▸ Work to complete: Identify all lines below that hold "OperatingSchedule" and collect them.

[Start of section]

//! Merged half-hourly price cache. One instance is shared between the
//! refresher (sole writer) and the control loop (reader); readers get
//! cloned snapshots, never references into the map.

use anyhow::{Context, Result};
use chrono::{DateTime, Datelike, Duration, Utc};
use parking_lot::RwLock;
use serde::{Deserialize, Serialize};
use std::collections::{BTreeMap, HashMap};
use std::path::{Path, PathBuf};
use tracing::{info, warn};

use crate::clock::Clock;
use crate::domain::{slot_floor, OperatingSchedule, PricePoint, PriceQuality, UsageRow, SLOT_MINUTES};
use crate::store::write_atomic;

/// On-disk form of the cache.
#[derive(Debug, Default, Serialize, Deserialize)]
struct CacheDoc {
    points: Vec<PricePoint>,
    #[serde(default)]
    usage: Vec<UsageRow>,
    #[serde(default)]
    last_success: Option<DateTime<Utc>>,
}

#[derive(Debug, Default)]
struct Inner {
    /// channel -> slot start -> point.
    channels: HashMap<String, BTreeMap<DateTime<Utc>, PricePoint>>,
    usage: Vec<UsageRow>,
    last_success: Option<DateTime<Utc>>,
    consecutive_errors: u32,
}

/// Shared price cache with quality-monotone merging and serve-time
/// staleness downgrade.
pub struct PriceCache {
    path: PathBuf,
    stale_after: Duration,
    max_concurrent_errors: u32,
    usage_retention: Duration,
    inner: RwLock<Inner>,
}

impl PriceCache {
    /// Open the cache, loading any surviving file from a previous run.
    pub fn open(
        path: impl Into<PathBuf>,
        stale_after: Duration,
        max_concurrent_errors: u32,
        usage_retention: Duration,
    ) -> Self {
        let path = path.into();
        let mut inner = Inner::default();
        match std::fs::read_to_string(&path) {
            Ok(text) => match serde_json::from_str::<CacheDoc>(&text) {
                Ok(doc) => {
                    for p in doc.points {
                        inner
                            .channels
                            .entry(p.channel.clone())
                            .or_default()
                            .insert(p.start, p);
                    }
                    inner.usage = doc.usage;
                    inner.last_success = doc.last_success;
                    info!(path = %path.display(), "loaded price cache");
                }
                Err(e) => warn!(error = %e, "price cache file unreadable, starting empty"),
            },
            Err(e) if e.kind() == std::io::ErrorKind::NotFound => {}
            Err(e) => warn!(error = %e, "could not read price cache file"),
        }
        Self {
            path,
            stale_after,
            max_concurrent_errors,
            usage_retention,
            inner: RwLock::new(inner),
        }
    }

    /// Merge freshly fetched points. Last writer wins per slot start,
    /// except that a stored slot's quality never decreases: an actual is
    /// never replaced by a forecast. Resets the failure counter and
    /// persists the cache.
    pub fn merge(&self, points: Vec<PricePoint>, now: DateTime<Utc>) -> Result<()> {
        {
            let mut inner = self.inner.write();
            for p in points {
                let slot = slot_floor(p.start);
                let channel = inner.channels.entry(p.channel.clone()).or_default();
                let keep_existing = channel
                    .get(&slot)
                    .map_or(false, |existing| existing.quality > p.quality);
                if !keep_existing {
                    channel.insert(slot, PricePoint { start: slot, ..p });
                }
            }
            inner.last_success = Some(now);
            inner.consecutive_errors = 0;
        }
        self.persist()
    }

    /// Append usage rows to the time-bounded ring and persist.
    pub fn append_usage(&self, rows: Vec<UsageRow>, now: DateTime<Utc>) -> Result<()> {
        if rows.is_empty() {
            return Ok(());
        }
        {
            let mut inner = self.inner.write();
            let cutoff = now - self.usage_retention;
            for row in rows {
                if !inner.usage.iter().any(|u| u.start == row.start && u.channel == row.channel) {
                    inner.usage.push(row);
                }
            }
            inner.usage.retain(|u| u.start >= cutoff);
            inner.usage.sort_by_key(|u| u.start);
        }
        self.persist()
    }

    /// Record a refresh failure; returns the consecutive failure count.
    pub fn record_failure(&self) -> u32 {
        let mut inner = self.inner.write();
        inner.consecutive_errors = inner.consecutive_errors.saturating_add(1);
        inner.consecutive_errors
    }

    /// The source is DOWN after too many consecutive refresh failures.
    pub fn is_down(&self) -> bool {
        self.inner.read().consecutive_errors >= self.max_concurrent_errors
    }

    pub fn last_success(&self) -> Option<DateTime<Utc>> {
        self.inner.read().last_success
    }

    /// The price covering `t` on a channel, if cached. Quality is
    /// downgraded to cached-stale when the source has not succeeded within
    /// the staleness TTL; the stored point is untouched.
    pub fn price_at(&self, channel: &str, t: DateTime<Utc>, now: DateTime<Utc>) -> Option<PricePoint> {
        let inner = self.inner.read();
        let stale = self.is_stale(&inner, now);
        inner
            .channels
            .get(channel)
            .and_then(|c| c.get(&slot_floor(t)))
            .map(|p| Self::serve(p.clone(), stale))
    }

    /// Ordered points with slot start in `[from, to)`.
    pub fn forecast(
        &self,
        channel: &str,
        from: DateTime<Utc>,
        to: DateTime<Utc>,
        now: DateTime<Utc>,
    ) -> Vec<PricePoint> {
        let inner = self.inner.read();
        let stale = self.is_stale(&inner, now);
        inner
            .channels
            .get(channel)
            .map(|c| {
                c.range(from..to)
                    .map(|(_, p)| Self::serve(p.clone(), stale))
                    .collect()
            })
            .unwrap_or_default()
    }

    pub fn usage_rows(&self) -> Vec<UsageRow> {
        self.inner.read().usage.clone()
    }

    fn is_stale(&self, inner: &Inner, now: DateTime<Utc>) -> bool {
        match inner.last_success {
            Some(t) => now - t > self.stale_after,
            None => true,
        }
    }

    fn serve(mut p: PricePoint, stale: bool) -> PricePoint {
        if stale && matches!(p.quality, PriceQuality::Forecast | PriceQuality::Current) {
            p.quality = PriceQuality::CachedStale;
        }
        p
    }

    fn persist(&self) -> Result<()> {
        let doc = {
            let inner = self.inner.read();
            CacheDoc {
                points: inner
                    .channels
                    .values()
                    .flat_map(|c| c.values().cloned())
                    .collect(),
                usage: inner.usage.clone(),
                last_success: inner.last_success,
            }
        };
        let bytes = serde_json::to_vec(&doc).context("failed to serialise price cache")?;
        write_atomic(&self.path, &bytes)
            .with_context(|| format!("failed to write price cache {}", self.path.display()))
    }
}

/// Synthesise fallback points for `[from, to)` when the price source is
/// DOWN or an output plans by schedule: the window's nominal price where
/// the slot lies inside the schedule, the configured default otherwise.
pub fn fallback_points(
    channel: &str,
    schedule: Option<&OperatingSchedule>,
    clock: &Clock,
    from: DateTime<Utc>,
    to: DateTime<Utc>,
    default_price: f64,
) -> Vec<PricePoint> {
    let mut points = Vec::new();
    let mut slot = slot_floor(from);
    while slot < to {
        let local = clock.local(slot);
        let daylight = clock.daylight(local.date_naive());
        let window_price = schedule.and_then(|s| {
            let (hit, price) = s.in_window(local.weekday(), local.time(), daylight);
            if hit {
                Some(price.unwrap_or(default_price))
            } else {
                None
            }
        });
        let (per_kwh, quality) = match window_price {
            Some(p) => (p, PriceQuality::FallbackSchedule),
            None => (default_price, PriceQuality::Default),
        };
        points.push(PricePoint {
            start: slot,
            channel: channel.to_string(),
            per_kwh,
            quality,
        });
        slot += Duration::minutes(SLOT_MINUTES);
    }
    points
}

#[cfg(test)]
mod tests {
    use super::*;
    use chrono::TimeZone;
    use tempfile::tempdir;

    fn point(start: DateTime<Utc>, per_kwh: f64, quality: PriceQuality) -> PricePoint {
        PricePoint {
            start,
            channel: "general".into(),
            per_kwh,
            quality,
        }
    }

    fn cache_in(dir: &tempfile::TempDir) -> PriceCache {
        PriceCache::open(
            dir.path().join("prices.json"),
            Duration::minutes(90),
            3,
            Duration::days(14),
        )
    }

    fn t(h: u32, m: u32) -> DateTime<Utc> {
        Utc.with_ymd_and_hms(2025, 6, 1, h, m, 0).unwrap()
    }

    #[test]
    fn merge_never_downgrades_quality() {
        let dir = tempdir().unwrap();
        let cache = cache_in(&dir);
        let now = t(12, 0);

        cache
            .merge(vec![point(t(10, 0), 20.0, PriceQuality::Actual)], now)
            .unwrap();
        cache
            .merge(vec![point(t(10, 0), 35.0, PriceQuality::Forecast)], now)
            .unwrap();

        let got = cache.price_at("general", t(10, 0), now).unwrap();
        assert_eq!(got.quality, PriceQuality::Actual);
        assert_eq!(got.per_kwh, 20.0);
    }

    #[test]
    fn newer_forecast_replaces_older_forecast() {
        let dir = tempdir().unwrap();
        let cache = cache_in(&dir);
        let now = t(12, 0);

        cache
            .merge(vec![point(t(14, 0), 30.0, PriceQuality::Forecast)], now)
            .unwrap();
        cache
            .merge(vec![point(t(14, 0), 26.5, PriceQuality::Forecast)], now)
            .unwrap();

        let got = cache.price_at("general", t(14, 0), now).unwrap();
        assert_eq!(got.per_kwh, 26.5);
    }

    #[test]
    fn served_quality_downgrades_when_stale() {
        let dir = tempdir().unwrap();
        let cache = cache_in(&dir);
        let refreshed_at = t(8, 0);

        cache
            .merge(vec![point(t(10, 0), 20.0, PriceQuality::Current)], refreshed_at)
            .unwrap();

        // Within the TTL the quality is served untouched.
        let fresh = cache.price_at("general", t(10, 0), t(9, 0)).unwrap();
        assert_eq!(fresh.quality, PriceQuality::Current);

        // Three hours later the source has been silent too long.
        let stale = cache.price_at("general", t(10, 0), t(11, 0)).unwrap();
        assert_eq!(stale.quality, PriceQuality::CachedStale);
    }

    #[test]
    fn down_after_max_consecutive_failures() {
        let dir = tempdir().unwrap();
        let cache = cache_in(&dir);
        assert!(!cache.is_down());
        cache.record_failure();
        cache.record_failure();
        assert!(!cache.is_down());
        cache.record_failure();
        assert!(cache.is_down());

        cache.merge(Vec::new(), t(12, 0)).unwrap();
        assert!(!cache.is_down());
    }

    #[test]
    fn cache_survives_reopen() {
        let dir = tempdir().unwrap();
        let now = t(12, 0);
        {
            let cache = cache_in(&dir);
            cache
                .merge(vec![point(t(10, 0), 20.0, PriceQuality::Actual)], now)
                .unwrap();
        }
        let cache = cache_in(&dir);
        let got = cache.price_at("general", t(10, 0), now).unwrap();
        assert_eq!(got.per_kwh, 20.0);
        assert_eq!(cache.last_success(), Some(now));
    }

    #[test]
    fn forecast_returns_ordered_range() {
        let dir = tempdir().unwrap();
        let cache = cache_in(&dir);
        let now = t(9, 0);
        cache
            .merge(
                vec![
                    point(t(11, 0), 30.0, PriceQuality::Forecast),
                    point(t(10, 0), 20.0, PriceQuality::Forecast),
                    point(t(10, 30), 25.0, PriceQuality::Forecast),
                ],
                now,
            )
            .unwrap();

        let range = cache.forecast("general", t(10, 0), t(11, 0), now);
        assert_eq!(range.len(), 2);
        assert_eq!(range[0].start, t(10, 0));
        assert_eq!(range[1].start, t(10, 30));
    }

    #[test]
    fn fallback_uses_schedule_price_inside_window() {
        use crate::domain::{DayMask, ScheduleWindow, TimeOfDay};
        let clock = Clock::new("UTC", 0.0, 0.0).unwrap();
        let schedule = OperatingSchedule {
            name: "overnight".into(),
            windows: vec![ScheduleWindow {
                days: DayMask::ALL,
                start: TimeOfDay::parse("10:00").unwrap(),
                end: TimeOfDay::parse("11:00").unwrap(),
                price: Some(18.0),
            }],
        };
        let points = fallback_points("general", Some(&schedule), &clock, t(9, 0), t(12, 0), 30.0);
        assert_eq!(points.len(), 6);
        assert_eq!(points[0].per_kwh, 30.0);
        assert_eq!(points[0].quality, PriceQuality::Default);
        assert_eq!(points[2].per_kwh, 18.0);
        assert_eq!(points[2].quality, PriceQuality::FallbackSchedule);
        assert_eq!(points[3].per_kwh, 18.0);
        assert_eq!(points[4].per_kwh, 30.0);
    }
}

[End of section]

▸ Written response:
use crate::domain::{slot_floor, OperatingSchedule, PricePoint, PriceQuality, UsageRow, SLOT_MINUTES};
    schedule: Option<&OperatingSchedule>,
        let schedule = OperatingSchedule {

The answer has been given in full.